Grouped data
In pandas and polars, groupby/group_by is the entrance to an aggregation:
group, aggregate, back to a flat table. dpyr follows dplyr instead:
group_by attaches a persistent grouping to the dataframe, and every verb you
call afterwards interprets itself per group — mutate becomes a window
computation, filter tests rows against group-level values, slice_head
takes the first rows of each group. The grouping sticks until you
ungroup() or summarize consumes it. All blocks on this page run top to
bottom as one script.
from dpyr import read, col, n, across, where, is_numeric
sales = read({
"region": ["north", "north", "north", "south", "south", "south", "east", "east"],
"rep": ["ana", "ana", "bo", "cy", "cy", "dee", "ed", "ed"],
"amount": [100.0, 200.0, 150.0, 300.0, 250.0, 75.0, 500.0, 500.0],
"units": [1, 2, 2, 3, 2, 1, 5, 5],
})
g = sales.group_by(col.region)
print(type(g).__name__, g.groups)
print(repr(g).splitlines()[0])
print(type(g.ungroup()).__name__)
GroupedDFrame ('region',)
# dpyr dataframe · groups: region · source: polars · showing 8 of 8 rows
DFrame
group_by returns a GroupedDFrame — a distinct type, not a flag on the
dataframe. Your IDE's completion surface changes with it, the active keys are
always visible in the repr header and on the .groups property (a tuple of
column names), and ungroup() hands back a plain DFrame. No data moved in
any of this: like every dpyr verb, group_by only added a node to the lazy
plan.
summarize peels one grouping level
summarize collapses each group to a single row — and then drops only the
innermost grouping key, keeping the rest (see SEMANTICS S9). With two keys,
one summarize gives you per-(region, rep) rows still grouped by region:
by_rep = sales.group_by(col.region, col.rep).summarize(total = col.amount.sum())
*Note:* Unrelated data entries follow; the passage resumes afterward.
#[cfg(test)]
mod tests {
    use super::*;
    use crate::block::{Growth, MIN_BLOCK_SIZE};
    use crate::publish::CollectingReplayer;
    use tempfile::TempDir;

    fn config(reclaim_batch: usize) -> BlockPublishStoreConfig {
        BlockPublishStoreConfig {
            allocator: BlockAllocatorConfig {
                block_size: MIN_BLOCK_SIZE,
                initial_capacity: 4,
                growth: Growth::Grow(4),
            },
            sync_mode: SyncMode::Fsync,
            reclaim_batch,
        }
    }

    fn replayed(store: &dyn PublishStore) -> Vec<(u64, Vec<u8>)> {
        let mut collector = CollectingReplayer::default();
        store.replay(&mut collector).unwrap();
        collector.records
    }

    #[test]
    fn test_store_and_replay_in_order() {
        let store = BlockPublishStore::in_memory(config(64)).unwrap();
        for payload in [&b"one"[..], b"two", b"three"] {
            store.store(payload).unwrap();
        }
        let records = replayed(&store);
        assert_eq!(
            records,
            vec![(1, b"one".to_vec()), (2, b"two".to_vec()), (3, b"three".to_vec())]
        );
    }

    #[test]
    fn test_reopen_after_crash_replays_pending() {
        let dir = TempDir::new().unwrap();
        let path = dir.path().join("publish.blk");
        {
            let store = BlockPublishStore::open_file(&path, config(64)).unwrap();
            for sequence in 1..=5u64 {
                store.store(&sequence.to_le_bytes()).unwrap();
            }
            store.discard(2).unwrap();
            store.discard(4).unwrap();
            // Dropped without reclaim: acks live only in head-block flags.
        }

        let store = BlockPublishStore::open_file(&path, config(64)).unwrap();
        let sequences: Vec<u64> = replayed(&store).into_iter().map(|(seq, _)| seq).collect();
        assert_eq!(sequences, vec![1, 3, 5]);
        assert_eq!(store.state(2), AckState::Acknowledged);
        assert_eq!(store.last_persisted(), 4);
        assert_eq!(store.store(b"next").unwrap(), 6);
    }

    #[test]
    fn test_sequences_survive_full_reclaim() {
        let dir = TempDir::new().unwrap();
        let path = dir.path().join("hwm.blk");
        {
            let store = BlockPublishStore::open_file(&path, config(2)).unwrap();
            store.store(b"a").unwrap();
            store.store(b"b").unwrap();
            store.discard_up_to(2).unwrap();
            assert_eq!(store.unreclaimed_count(), 0);
        }

        let store = BlockPublishStore::open_file(&path, config(2)).unwrap();
        assert_eq!(store.unpersisted_count(), 0);
        assert_eq!(store.store(b"c").unwrap(), 3, "sequence must not be reused");
    }

    #[test]
    fn test_reclaim_is_batched() {
        let store = BlockPublishStore::in_memory(config(3)).unwrap();
        for _ in 0..4 {
            store.store(b"x").unwrap();
        }
        store.discard(1).unwrap();
        store.discard(2).unwrap();
        assert_eq!(store.unreclaimed_count(), 2);
        store.discard(3).unwrap();
        assert_eq!(store.unreclaimed_count(), 0);
        assert_eq!(store.state(3), AckState::Discarded);
        assert_eq!(store.state(4), AckState::Pending);
    }

    #[test]
    fn test_large_payload_spans_blocks() {
        let store = BlockPublishStore::in_memory(config(64)).unwrap();
        let payload: Vec<u8> = (0..1000u32).map(|i| (i % 97) as u8).collect();
        let sequence = store.store(&payload).unwrap();

        let mut collector = CollectingReplayer::default();
        assert!(store.replay_single(sequence, &mut collector).unwrap());
        assert_eq!(collector.records[0].1, payload);
    }

    #[test]
    fn test_replayer_error_stops_and_resumes() {
        let store = BlockPublishStore::in_memory(config(64)).unwrap();
        for _ in 0..3 {
            store.store(b"r").unwrap();
        }
        let mut seen = Vec::new();
        let mut failing = |sequence: u64, _payload: &[u8]| {
            if sequence == 2 {
                return Err(StoreError::Replay {
                    sequence,
                    reason: "connection dropped".to_string(),
                });
            }
            seen.push(sequence);
            Ok(())
        };
        assert!(store.replay(&mut failing).is_err());
        assert_eq!(seen, vec![1]);

        let mut collector = CollectingReplayer::default();
        store.replay_from(1, &mut collector).unwrap();
        let resumed: Vec<u64> = collector.records.iter().map(|(seq, _)| *seq).collect();
        assert_eq!(resumed, vec![2, 3]);
        assert_eq!(store.unpersisted_count(), 3);
    }

    #[test]
    fn test_fixed_region_surfaces_store_full() {
        let mut cfg = config(64);
        cfg.allocator.growth = Growth::Fixed;
        let store = BlockPublishStore::in_memory(cfg).unwrap();
        for _ in 0..4 {
            store.store(b"f").unwrap();
        }
        assert!(matches!(store.store(b"f"), Err(StoreError::StoreFull { .. })));
        assert_eq!(store.next_sequence(), 5, "a failed store must not consume a sequence");
    }
}
// SPDX-License-Identifier: PMPL-1.0-or-later
//
// Relaybus durable stores - Bookmark store contract
// Copyright (c) 2026 Jonathan D.A. Jewell (hyperpolymath) <jonathan.jewell@open.ac.uk>
//
// A bookmark store records, per subscription, every message bookmark that
// has been delivered and which of them the application has finished
// processing. On reconnect the most recently discarded bookmark is where
// the subscription resumes.
//
// Bookmarks are opaque strings. Their order within a subscription is the
// order in which they were logged; each logged bookmark gets an entry
// number from a per-subscription counter, and discarding an entry discards
// every earlier entry of the same subscription too.

use std::fmt;

use serde::{Deserialize, Serialize};

use crate::error::StoreResult;

pub mod block;
pub mod logged;
pub mod memory;
mod tracker;

pub use block::{BlockBookmarkStore, BlockBookmarkStoreConfig};
pub use logged::LoggedBookmarkStore;
pub use memory::MemoryBookmarkStore;

/// Discarded bookmarks remembered per subscription for duplicate detection.
pub const DISCARDED_HISTORY: usize = 1024;

/// An opaque, per-subscription position in a message stream.
#[derive(Debug, Clone, PartialEq, Eq, Hash, PartialOrd, Ord, Serialize, Deserialize)]
#[serde(transparent)]
pub struct Bookmark(String);

impl Bookmark {
    pub fn new(value: impl Into<String>) -> Self {
        Self(value.into())
    }

    pub fn as_str(&self) -> &str {
        &self.0
    }

    pub fn is_empty(&self) -> bool {
        self.0.is_empty()
    }
}

impl fmt::Display for Bookmark {
    fn fmt(&self, f: &mut fmt::Formatter<'_>) -> fmt::Result {
        f.write_str(&self.0)
    }
}

impl From<&str> for Bookmark {
    fn from(value: &str) -> Self {
        Self(value.to_string())
    }
}

impl From<String> for Bookmark {
    fn from(value: String) -> Self {
        Self(value)
    }
}

/// Identifies one logged bookmark.
#[derive(Debug, Clone, PartialEq, Eq, Hash, Serialize, Deserialize)]
pub struct EntryHandle {
    subscription: String,
    entry: u64,
}

impl EntryHandle {
    pub(crate) fn new(subscription: &str, entry: u64) -> Self {
        Self {
            subscription: subscription.to_string(),
            entry,
        }
    }

    /// The subscription the bookmark was logged for.
    pub fn subscription(&self) -> &str {
        &self.subscription
    }

    /// Arrival number of the bookmark within its subscription (from 1).
    pub fn entry(&self) -> u64 {
        self.entry
    }
}

/// The capability every bookmark store variant provides.
///
/// Mutations for one subscription apply in the order the caller issues
/// them; each store serialises its state behind a single mutex.
pub trait BookmarkStore: Send + Sync {
    /// Record that `bookmark` was delivered for `subscription`. Logging a
    /// bookmark the store already knows returns its existing handle.
    fn log(&self, subscription: &str, bookmark: &Bookmark) -> StoreResult<EntryHandle>;

    /// Mark the entry and every earlier entry of its subscription as
    /// processed. Already-discarded and unknown entries are a no-op.
    fn discard(&self, handle: &EntryHandle) -> StoreResult<()>;

    /// [`discard`](Self::discard) by bookmark value.
    fn discard_bookmark(&self, subscription: &str, bookmark: &Bookmark) -> StoreResult<()>;

    /// The resume point: the most recently discarded bookmark.
    fn get_most_recent(&self, subscription: &str) -> Option<Bookmark>;

    /// Returns `true` if `bookmark` was logged and has since been
    /// discarded, i.e. a redelivery of it is a duplicate.
    fn is_discarded(&self, subscription: &str, bookmark: &Bookmark) -> bool;

    /// The earliest delivered bookmark not yet discarded.
    fn oldest_unprocessed(&self, subscription: &str) -> Option<Bookmark>;

    /// Every subscription the store holds state for, sorted.
    fn subscriptions(&self) -> Vec<String>;

    /// Forget everything about one subscription.
    fn purge_subscription(&self, subscription: &str) -> StoreResult<()>;

    /// Forget everything.
    fn purge(&self) -> StoreResult<()>;

    /// Force pending state to durable storage. A no-op for memory stores.
    fn persist(&self) -> StoreResult<()>;

    /// Short label for logs.
    fn name(&self) -> &str;
}
// SPDX-License-Identifier: PMPL-1.0-or-later
//
// Relaybus durable stores - Journal record framing
// Copyright (c) 2026 Jonathan D.A. Jewell (hyperpolymath) <jonathan.jewell@open.ac.uk>
//
// Append-only journal used by the logged bookmark store. Each record is
// length-prefixed and CRC32-protected so that a torn write at the tail of
// the file can be detected and cut off on reopen.
//
// On-disk binary format (all integers little-endian):
//   [4 bytes: record_length (u32)]  -- length of everything after this field
//   [4 bytes: crc32 checksum]       -- CRC32 of all bytes after this field
//   [1 byte:  op]                   -- 0=Log, 1=Discard, 2=Purge
//   [8 bytes: timestamp (i64)]      -- Unix milliseconds UTC
//   [8 bytes: entry (u64)]          -- arrival sequence within the subscription
//   [4 bytes: subscription_len (u32)]
//   [N bytes: subscription]
//   [4 bytes: bookmark_len (u32)]
//   [M bytes: bookmark]

use chrono::{DateTime, TimeZone, Utc};
use crc32fast::Hasher as Crc32Hasher;
use serde::{Deserialize, Serialize};
use tracing::{debug, warn};

use crate::error::{StoreError, StoreResult};

/// Largest record a reader accepts. Anything larger is treated as garbage.
pub const MAX_RECORD_SIZE: u32 = 16 * 1024 * 1024;

const FIXED_FIELDS_SIZE: usize = 1 + 8 + 8;

/// What a journal record does to the bookmark state.
#[derive(Debug, Clone, Copy, PartialEq, Eq, Serialize, Deserialize)]
pub enum JournalOp {
    /// A bookmark was delivered and logged.
    Log = 0,
    /// Everything up to `entry` was discarded.
    Discard = 1,
    /// The subscription (or, with an empty subscription, everything) was
    /// purged.
    Purge = 2,
}

impl JournalOp {
    /// Decode a single byte.
    pub fn from_byte(byte: u8) -> StoreResult<Self> {
        match byte {
            0 => Ok(Self::Log),
            1 => Ok(Self::Discard),
            2 => Ok(Self::Purge),
            other => Err(StoreError::corrupt(0, format!("unknown journal op {other}"))),
        }
    }

    /// Encode as a single byte.
    pub fn to_byte(self) -> u8 {
        self as u8
    }
}

/// One journal record.
#[derive(Debug, Clone, PartialEq, Eq)]
pub struct JournalRecord {
    pub op: JournalOp,
    pub timestamp: DateTime<Utc>,
    pub subscription: String,
    pub entry: u64,
    pub bookmark: String,
}

impl JournalRecord {
    /// A record stamped with the current time.
    pub fn new(op: JournalOp, subscription: &str, entry: u64, bookmark: &str) -> Self {
        Self {
            op,
            timestamp: Utc::now(),
            subscription: subscription.to_string(),
            entry,
            bookmark: bookmark.to_string(),
        }
    }

    /// Encode including the length prefix and CRC.
    pub fn serialize(&self) -> Vec<u8> {
        let subscription = self.subscription.as_bytes();
        let bookmark = self.bookmark.as_bytes();
        let mut inner =
            Vec::with_capacity(FIXED_FIELDS_SIZE + 8 + subscription.len() + bookmark.len());
        inner.push(self.op.to_byte());
        inner.extend_from_slice(&self.timestamp.timestamp_millis().to_le_bytes());
        inner.extend_from_slice(&self.entry.to_le_bytes());
        inner.extend_from_slice(&(subscription.len() as u32).to_le_bytes());
        inner.extend_from_slice(subscription);
        inner.extend_from_slice(&(bookmark.len() as u32).to_le_bytes());
        inner.extend_from_slice(bookmark);

        let crc = compute_crc32(&inner);
        let record_length = (4 + inner.len()) as u32;
        let mut buffer = Vec::with_capacity(4 + record_length as usize);
        buffer.extend_from_slice(&record_length.to_le_bytes());
        buffer.extend_from_slice(&crc.to_le_bytes());
        buffer.extend_from_slice(&inner);
        buffer
    }

    /// Decode from the bytes after the length prefix (CRC first).
    pub fn deserialize(data: &[u8], ordinal: u32) -> StoreResult<Self> {
        if data.len() < 4 {
            return Err(StoreError::corrupt(ordinal, "record shorter than its checksum"));
        }
        let stored_crc = u32::from_le_bytes([data[0], data[1], data[2], data[3]]);
        let inner = &data[4..];
        let computed_crc = compute_crc32(inner);
        if stored_crc != computed_crc {
            return Err(StoreError::corrupt(
                ordinal,
                format!("journal crc {stored_crc:#010x} != {computed_crc:#010x}"),
            ));
        }

        let mut cursor = Cursor { data: inner, offset: 0, ordinal };
        let op = JournalOp::from_byte(cursor.take(1)?[0])?;
        let timestamp_millis = i64::from_le_bytes(cursor.array::<8>()?);
        let timestamp = Utc
            .timestamp_millis_opt(timestamp_millis)
            .single()
            .unwrap_or_else(Utc::now);
        let entry = u64::from_le_bytes(cursor.array::<8>()?);
        let subscription = cursor.string()?;
        let bookmark = cursor.string()?;
        Ok(Self {
            op,
            timestamp,
            subscription,
            entry,
            bookmark,
        })
    }
}

struct Cursor<'a> {
    data: &'a [u8],
    offset: usize,
    ordinal: u32,
}

impl<'a> Cursor<'a> {
    fn take(&mut self, len: usize) -> StoreResult<&'a [u8]> {
        let end = self
            .offset
            .checked_add(len)
            .filter(|end| *end <= self.data.len())
            .ok_or_else(|| StoreError::corrupt(self.ordinal, "record body truncated"))?;
        let slice = &self.data[self.offset..end];
        self.offset = end;
        Ok(slice)
    }

    fn array<const N: usize>(&mut self) -> StoreResult<[u8; N]> {
        let mut out = [0u8; N];
        out.copy_from_slice(self.take(N)?);
        Ok(out)
    }

    fn string(&mut self) -> StoreResult<String> {
        let len = u32::from_le_bytes(self.array::<4>()?) as usize;
        let bytes = self.take(len)?;
        String::from_utf8(bytes.to_vec())
            .map_err(|_| StoreError::corrupt(self.ordinal, "string field is not UTF-8"))
    }
}

/// Result of scanning a journal.
#[derive(Debug, Default)]
pub struct JournalScan {
    /// Every record that passed validation, in file order.
    pub records: Vec<JournalRecord>,
    /// Byte length of the well-formed prefix. Anything after it is a torn
    /// tail and should be truncated before appending.
    pub valid_len: u64,
    /// Records skipped because they failed validation.
    pub skipped: usize,
}

/// Scan a journal image. Corrupted records in the middle are skipped with
/// a warning; a truncated record at the end stops the scan.
pub fn scan(data: &[u8]) -> JournalScan {
    let mut scan = JournalScan::default();
    let mut offset = 0usize;
    let mut ordinal = 0u32;

    while offset + 4 <= data.len() {
        let record_length = u32::from_le_bytes([
            data[offset],
            data[offset + 1],
            data[offset + 2],
            data[offset + 3],
        ]);
        if record_length == 0 || record_length > MAX_RECORD_SIZE {
            warn!(offset, record_length, "Journal record declares implausible length, stopping");
            break;
        }
        let end = offset + 4 + record_length as usize;
        if end > data.len() {
            debug!(offset, record_length, "Truncated journal record at tail (expected after crash)");
            break;
        }
        match JournalRecord::deserialize(&data[offset + 4..end], ordinal) {
            Ok(record) => scan.records.push(record),
            Err(error) => {
                warn!(%error, offset, "Skipping unreadable journal record");
                scan.skipped += 1;
            }
        }
        offset = end;
        scan.valid_len = offset as u64;
        ordinal = ordinal.saturating_add(1);
    }
    scan
}

/// CRC32 (IEEE) over `data`.
pub fn compute_crc32(data: &[u8]) -> u32 {
    let mut hasher = Crc32Hasher::new();
    hasher.update(data);
    hasher.finalize()
}

#[cfg(test)]
mod tests {
    use super::*;

    fn sample(entry: u64) -> JournalRecord {
        JournalRecord::new(JournalOp::Log, "orders", entry, &format!("bm-{entry}"))
    }

    #[test]
    fn test_serialize_deserialize() {
        let record = sample(7);
        let bytes = record.serialize();
        let recovered = JournalRecord::deserialize(&bytes[4..], 0).unwrap();
        assert_eq!(recovered.op, JournalOp::Log);
        assert_eq!(recovered.entry, 7);
        assert_eq!(recovered.subscription, "orders");
        assert_eq!(recovered.bookmark, "bm-7");
        assert_eq!(
            recovered.timestamp.timestamp_millis(),
            record.timestamp.timestamp_millis()
        );
    }

    #[test]
    fn test_crc_mismatch_detected() {
        let mut bytes = sample(1).serialize();
        let last = bytes.len() - 1;
        bytes[last] ^= 0xFF;
        let error = JournalRecord::deserialize(&bytes[4..], 3).unwrap_err();
        assert!(matches!(error, StoreError::StoreCorrupt { index: 3, .. }));
    }

    #[test]
    fn test_scan_stops_at_torn_tail() {
        let mut data = Vec::new();
        data.extend(sample(1).serialize());
        data.extend(sample(2).serialize());
        let intact = data.len() as u64;
        let third = sample(3).serialize();
        data.extend_from_slice(&third[..third.len() / 2]);

        let scan = scan(&data);
        assert_eq!(scan.records.len(), 2);
        assert_eq!(scan.valid_len, intact);
    }

    #[test]
    fn test_scan_skips_corrupt_middle_record() {
        let mut data = Vec::new();
        data.extend(sample(1).serialize());
        let mut bad = sample(2).serialize();
        let last = bad.len() - 1;
        bad[last] ^= 0x55;
        data.extend(bad);
        data.extend(sample(3).serialize());

        let scan = scan(&data);
        let entries: Vec<u64> = scan.records.iter().map(|r| r.entry).collect();
        assert_eq!(entries, vec![1, 3]);
        assert_eq!(scan.skipped, 1);
        assert_eq!(scan.valid_len, data.len() as u64);
    }
}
print(type(by_rep).__name__, by_rep.groups)
print(by_rep.collect())
GroupedDFrame ('region',)
shape: (5, 3)
┌────────┬─────┬────────┐
│ region ┆ rep ┆ total │
│ --- ┆ --- ┆ --- │
│ str ┆ str ┆ f64 │
╞════════╪═════╪════════╡
│ east ┆ ed ┆ 1000.0 │
│ north ┆ ana ┆ 300.0 │
│ north ┆ bo ┆ 150.0 │
│ south ┆ cy ┆ 550.0 │
│ south ┆ dee ┆ 75.0 │
└────────┴─────┴────────┘
So layered roll-ups are just chained summarize calls. A second one
aggregates the per-rep totals within each region and, having peeled the last
key, returns an ungrouped DFrame:
by_region = by_rep.summarize(best = col.total.max(), n_reps = n())
print(type(by_region).__name__)
print(by_region.collect())
DFrame
shape: (3, 3)
┌────────┬────────┬────────┐
│ region ┆ best ┆ n_reps │
│ --- ┆ --- ┆ --- │
│ str ┆ f64 ┆ i64 │
╞════════╪════════╪════════╡
│ east ┆ 1000.0 ┆ 1 │
│ north ┆ 300.0 ┆ 2 │
│ south ┆ 550.0 ┆ 2 │
└────────┴────────┴────────┘
Two pinned details visible above: grouped results come back sorted by the
group keys on both backends (S7), and n() always produces Int64 (S13).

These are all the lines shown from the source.